Start of Block

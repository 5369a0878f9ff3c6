use anyhow::Result;
use clap::Parser;
use colored::*;
use serde::Serialize;

use crate::{
    cli::{
        handlers::commons::{self, FilterArgs, OutputFormat},
        session::Session,
    },
    core::setting_resolver::CascadeResolver,
    models::{Level, ResolvedPath},
};

#[derive(Parser, Debug)]
#[command(
    no_binary_name = true,
    about = "Shows a workspace with its full ancestor chain."
)]
struct ShowArgs {
    #[command(flatten)]
    filter: FilterArgs,

    /// Output format.
    #[arg(long, short = 'o', value_enum, default_value_t)]
    output: OutputFormat,
}

#[derive(Serialize, Debug)]
struct ShowReport<'a> {
    full_path: String,
    active: bool,
    theme: Option<String>,
    #[serde(flatten)]
    path: &'a ResolvedPath,
}

pub fn handle(args: Vec<String>, session: &mut Session) -> Result<()> {
    let show_args = ShowArgs::try_parse_from(&args)?;
    let path = commons::resolve_workspace(session, &show_args.filter)?;

    let workspace_scope = path.scope_at(Level::Workspace);
    let theme = CascadeResolver::new(&session.store, &session.config).resolve_theme(workspace_scope);
    let report = ShowReport {
        full_path: path.full_path(),
        active: session.context.contains(workspace_scope),
        theme: theme.value,
        path: &path,
    };

    if show_args.output == OutputFormat::Json {
        println!("{}", serde_json::to_string_pretty(&report)?);
        return Ok(());
    }

    let active = if report.active {
        format!(" {}", t!("show.label.active").green())
    } else {
        String::new()
    };
    println!("\n--- {}{} ---", report.full_path.yellow(), active);
    println!(
        "  {:<12} {} {}",
        t!("show.label.ecosystem").blue(),
        path.ecosystem.name,
        format!("#{}", path.ecosystem.id).dimmed()
    );
    println!(
        "  {:<12} {} {}",
        t!("show.label.domain").blue(),
        path.domain.name,
        format!("#{}", path.domain.id).dimmed()
    );
    println!(
        "  {:<12} {} {}",
        t!("show.label.app").blue(),
        path.app.name,
        format!("#{}", path.app.id).dimmed()
    );
    println!("  {:<12} {}", t!("show.label.source").blue(), path.app.path.display());
    println!(
        "  {:<12} {} {}",
        t!("show.label.workspace").blue(),
        path.workspace.name,
        format!("#{}", path.workspace.id).dimmed()
    );
    println!("  {:<12} {}", t!("show.label.status").blue(), path.workspace.status);
    println!(
        "  {:<12} {}",
        t!("show.label.image").blue(),
        path.workspace.image.as_deref().unwrap_or("-")
    );
    println!(
        "  {:<12} {}",
        t!("show.label.theme").blue(),
        report.theme.as_deref().unwrap_or("-")
    );
    Ok(())
}
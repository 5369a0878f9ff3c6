// src/models.rs

use serde::{Deserialize, Serialize};
use std::collections::{BTreeMap, HashMap};
use std::fmt;
use std::path::PathBuf;
use std::str::FromStr;
use std::time::{Duration, SystemTime, UNIX_EPOCH};

use crate::constants::PATH_SEPARATOR;

/// Integer identity shared by every entity of the hierarchy.
pub type EntityId = u64;

// --- HIERARCHY LEVELS ---

/// One of the four levels of the containment hierarchy, root first.
#[derive(Deserialize, Serialize, Debug, Clone, Copy, PartialEq, Eq, Hash, PartialOrd, Ord)]
#[serde(rename_all = "lowercase")]
pub enum Level {
    Ecosystem,
    Domain,
    App,
    Workspace,
}

impl Level {
    /// All levels from the most specific to the root.
    pub const MOST_SPECIFIC_FIRST: [Self; 4] =
        [Self::Workspace, Self::App, Self::Domain, Self::Ecosystem];

    pub fn as_str(self) -> &'static str {
        match self {
            Self::Ecosystem => "ecosystem",
            Self::Domain => "domain",
            Self::App => "app",
            Self::Workspace => "workspace",
        }
    }

    /// The level that contains this one, or `None` for the root.
    pub fn parent(self) -> Option<Self> {
        match self {
            Self::Ecosystem => None,
            Self::Domain => Some(Self::Ecosystem),
            Self::App => Some(Self::Domain),
            Self::Workspace => Some(Self::App),
        }
    }
}

impl fmt::Display for Level {
    fn fmt(&self, f: &mut fmt::Formatter<'_>) -> fmt::Result {
        f.write_str(self.as_str())
    }
}

impl FromStr for Level {
    type Err = String;

    fn from_str(s: &str) -> Result<Self, Self::Err> {
        match s.to_lowercase().as_str() {
            "ecosystem" | "eco" => Ok(Self::Ecosystem),
            "domain" | "dom" => Ok(Self::Domain),
            "app" | "application" => Ok(Self::App),
            "workspace" | "ws" => Ok(Self::Workspace),
            other => Err(format!(
                "unknown level '{}' (expected ecosystem, domain, app or workspace)",
                other
            )),
        }
    }
}

/// A `SystemTime` wrapper that is serializable.
#[derive(Serialize, Deserialize, Debug, Clone, Copy, PartialEq, Eq, PartialOrd, Ord)]
pub struct Timestamp(Duration);

impl Timestamp {
    pub fn now() -> Self {
        SystemTime::now().into()
    }

    pub fn as_secs(&self) -> u64 {
        self.0.as_secs()
    }
}

impl From<SystemTime> for Timestamp {
    fn from(time: SystemTime) -> Self {
        Self(time.duration_since(UNIX_EPOCH).unwrap_or_default())
    }
}

impl From<Timestamp> for SystemTime {
    fn from(time: Timestamp) -> Self {
        UNIX_EPOCH + time.0
    }
}

// --- HIERARCHY ENTITIES ---

#[derive(Deserialize, Serialize, Debug, Clone, PartialEq, Eq)]
pub struct Ecosystem {
    pub id: EntityId,
    pub name: String,
    pub created_at: Timestamp,
    pub updated_at: Timestamp,
}

#[derive(Deserialize, Serialize, Debug, Clone, PartialEq, Eq)]
pub struct Domain {
    pub id: EntityId,
    pub ecosystem_id: EntityId,
    pub name: String,
    pub created_at: Timestamp,
    pub updated_at: Timestamp,
}

#[derive(Deserialize, Serialize, Debug, Clone, PartialEq, Eq)]
pub struct App {
    pub id: EntityId,
    pub domain_id: EntityId,
    pub name: String,
    /// Root of the application's source tree.
    pub path: PathBuf,
    pub created_at: Timestamp,
    pub updated_at: Timestamp,
}

/// Runtime status of a workspace container.
#[derive(Deserialize, Serialize, Debug, Clone, Copy, PartialEq, Eq, Default)]
pub enum WorkspaceStatus {
    #[default]
    Created,
    Running,
    Stopped,
}

impl fmt::Display for WorkspaceStatus {
    fn fmt(&self, f: &mut fmt::Formatter<'_>) -> fmt::Result {
        let s = match self {
            Self::Created => "created",
            Self::Running => "running",
            Self::Stopped => "stopped",
        };
        f.write_str(s)
    }
}

#[derive(Deserialize, Serialize, Debug, Clone, PartialEq, Eq)]
pub struct Workspace {
    pub id: EntityId,
    pub app_id: EntityId,
    pub name: String,
    /// Container image the workspace runs on, once built.
    pub image: Option<String>,
    #[serde(default)]
    pub status: WorkspaceStatus,
    pub created_at: Timestamp,
    pub updated_at: Timestamp,
}

/// Identifies a single entity: its level and id.
#[derive(Deserialize, Serialize, Debug, Clone, Copy, PartialEq, Eq, Hash, PartialOrd, Ord)]
pub struct ScopeRef {
    pub level: Level,
    pub id: EntityId,
}

impl ScopeRef {
    pub fn new(level: Level, id: EntityId) -> Self {
        Self { level, id }
    }
}

/// The persisted "currently selected" entity chain.
#[derive(Deserialize, Serialize, Debug, Clone, Copy, PartialEq, Eq, Default)]
pub struct ActiveSelection {
    pub ecosystem_id: Option<EntityId>,
    pub domain_id: Option<EntityId>,
    pub app_id: Option<EntityId>,
    pub workspace_id: Option<EntityId>,
}

impl ActiveSelection {
    pub fn is_empty(&self) -> bool {
        self.ecosystem_id.is_none()
            && self.domain_id.is_none()
            && self.app_id.is_none()
            && self.workspace_id.is_none()
    }
}

// --- STORE MODEL ---

/// The whole persisted hierarchy, as written to `store.bin`.
#[derive(Deserialize, Serialize, Debug, Clone, Default, PartialEq, Eq)]
pub struct HierarchyIndex {
    /// The last id handed out. Ids are never reused.
    #[serde(default)]
    pub last_id: EntityId,
    #[serde(default)]
    pub ecosystems: BTreeMap<EntityId, Ecosystem>,
    #[serde(default)]
    pub domains: BTreeMap<EntityId, Domain>,
    #[serde(default)]
    pub apps: BTreeMap<EntityId, App>,
    #[serde(default)]
    pub workspaces: BTreeMap<EntityId, Workspace>,
    /// Scoped override records: (level, id) -> key -> value.
    #[serde(default)]
    pub overrides: HashMap<ScopeRef, BTreeMap<String, String>>,
    #[serde(default)]
    pub active: ActiveSelection,
}

// --- RESOLUTION MODELS ---

/// A Workspace together with its full ancestor chain.
#[derive(Serialize, Debug, Clone, PartialEq, Eq)]
pub struct ResolvedPath {
    pub ecosystem: Ecosystem,
    pub domain: Domain,
    pub app: App,
    pub workspace: Workspace,
}

impl ResolvedPath {
    /// Slash-joined names, e.g. `healthcare/backend/portal/staging`.
    pub fn full_path(&self) -> String {
        [
            self.ecosystem.name.as_str(),
            self.domain.name.as_str(),
            self.app.name.as_str(),
            self.workspace.name.as_str(),
        ]
        .join(PATH_SEPARATOR)
    }

    /// The id chain of this path, as persisted by the active context.
    pub fn selection(&self) -> ActiveSelection {
        ActiveSelection {
            ecosystem_id: Some(self.ecosystem.id),
            domain_id: Some(self.domain.id),
            app_id: Some(self.app.id),
            workspace_id: Some(self.workspace.id),
        }
    }

    /// Scope of the entity at `level` within this path.
    pub fn scope_at(&self, level: Level) -> ScopeRef {
        let id = match level {
            Level::Ecosystem => self.ecosystem.id,
            Level::Domain => self.domain.id,
            Level::App => self.app.id,
            Level::Workspace => self.workspace.id,
        };
        ScopeRef::new(level, id)
    }
}

/// Where a cascade step looked for a value.
#[derive(Debug, Clone, Copy, PartialEq, Eq)]
pub enum CascadeLevel {
    Entity(Level),
    Global,
    Environment,
}

impl fmt::Display for CascadeLevel {
    fn fmt(&self, f: &mut fmt::Formatter<'_>) -> fmt::Result {
        match self {
            Self::Entity(level) => write!(f, "{}", level),
            Self::Global => f.write_str("global"),
            Self::Environment => f.write_str("environment"),
        }
    }
}

impl Serialize for CascadeLevel {
    fn serialize<S: serde::Serializer>(&self, serializer: S) -> Result<S::Ok, S::Error> {
        serializer.collect_str(self)
    }
}

/// A single step of a cascade walk.
#[derive(Serialize, Debug, Clone, PartialEq, Eq)]
pub struct TraceStep {
    pub level: CascadeLevel,
    pub entity_name: String,
    pub found: bool,
    pub value: Option<String>,
    pub error: Option<String>,
}

/// Ordered record of a cascade walk, most specific first.
#[derive(Serialize, Debug, Clone, PartialEq, Eq, Default)]
pub struct ResolutionTrace {
    pub steps: Vec<TraceStep>,
}

impl ResolutionTrace {
    /// The first step that supplied a value.
    pub fn first_found(&self) -> Option<&TraceStep> {
        self.steps.iter().find(|s| s.found)
    }
}

// --- GLOBAL CONFIG ---

/// The deserialized structure of the global `config.toml`.
#[derive(Deserialize, Serialize, Debug, Clone, Default, PartialEq, Eq)]
pub struct GlobalConfig {
    /// Theme applied when no level of the hierarchy sets one.
    pub theme: Option<String>,
    /// Credential values applied when no level of the hierarchy sets them.
    #[serde(default)]
    pub credentials: BTreeMap<String, String>,
    /// Location of the store file. Supports `~` and `$VAR` expansion.
    pub store_path: Option<String>,
}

End of Block

ABOUT THIS TASK: The line with "hierarchy sets them.", the last line of the data above, and every line between them should be duplicated exactly, with nothing else.

REPLY TO THE TASK:
    /// Credential values applied when no level of the hierarchy sets them.
    #[serde(default)]
    pub credentials: BTreeMap<String, String>,
    /// Location of the store file. Supports `~` and `$VAR` expansion.
    pub store_path: Option<String>,
}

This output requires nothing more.